False Opposing Fear Memories Are Produced as a Function of the Hippocampal Sector Where Glucocorticoid Receptors Are Activated
Front. Behav. Neurosci. 2020-08-26; :
Nadia Kaouane1,2, Eva-Gunnel Ducourneau1,2, Aline Marighetto1,2, Menahem Segal3 and Aline Desmedt1,2
1 INSERM, Neurocentre Magendie, Physiopathologie de la Plasticité Neuronale, Bordeaux, France
2 University of Bordeaux, Bordeaux, France
3 Department of Neurobiology, The Weizmann Institute, Rehovot, Israel
Injection of corticosterone (CORT) in the dorsal hippocampus (DH) can mimic post-traumatic stress disorder (PTSD)—related memory in mice: both maladaptive hypermnesia for a salient but irrelevant simple cue and amnesia for the traumatic context. However, accumulated evidence indicates a functional dissociation within the hippocampus such that contextual learning is primarily associated with the DH whereas emotional processes are more linked to the ventral hippocampus (VH). This suggests that CORT might have different effects on fear memories as a function of the hippocampal sector preferentially targeted and the type of fear learning (contextual vs. cued) considered.

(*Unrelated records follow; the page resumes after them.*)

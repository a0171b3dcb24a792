//! colloquy-ai: Chat provider abstraction layer
//!
//! This crate provides the message and usage types shared by every provider,
//! the line-oriented SSE decoder used for streamed completions, and the
//! GigaChat and YandexGPT transports.

pub mod error;
pub mod providers;
pub mod stream;
pub mod types;

pub use error::{Error, Result};
pub use providers::ChatTransport;
pub use stream::{ChatEventStream, SseDecoder, StreamEvent, StreamingSession};
pub use types::*;
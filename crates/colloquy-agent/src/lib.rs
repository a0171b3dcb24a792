//! colloquy-agent: Conversation runtime with context compression
//!
//! This crate owns the conversation log and decides what part of it is sent
//! on each turn: full history, a truncated window, or rolling summaries of
//! older messages followed by the recent tail.

pub mod compaction;
pub mod compose;
pub mod conversation;
pub mod error;
pub mod events;
pub mod handle;
pub mod session;
pub mod store;
pub mod usage;

pub use compaction::CompactionConfig;
pub use compose::{ComposeOptions, compose};
pub use conversation::{CompressionPolicy, Conversation, ConversationSummary};
pub use error::{Error, Result};
pub use events::SessionEvent;
pub use handle::SessionHandle;
pub use session::{ChatSession, SessionConfig};
pub use store::{JsonFileStore, MemoryStore, Store};
pub use usage::UsageState;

We tested this hypothesis in mice using CORT infusion into the DH or VH after fear conditioning, during which a tone was either paired (predicting-tone) or unpaired (predicting-context) with the shock. We first replicate our previous results showing that intra-DH CORT infusion impairs contextual fear conditioning while inducing fear responses to the not predictive tone. Second, we show that, in contrast, intra-VH CORT infusion has opposite effects on fear memories: in the predicting-tone situation, it blocks tone fear conditioning while enhancing the fear responses to the context. In both situations, a false fear memory is formed based on an erroneous selection of the predictor of the threat. Third, these opposite effects of CORT on fear memory are both mediated by glucocorticoid receptor (GR) activation, and reproduced by post-conditioning stress or systemic CORT injection. These findings demonstrate that false opposing fear memories can be produced depending on the hippocampal sector in which the GRs are activated.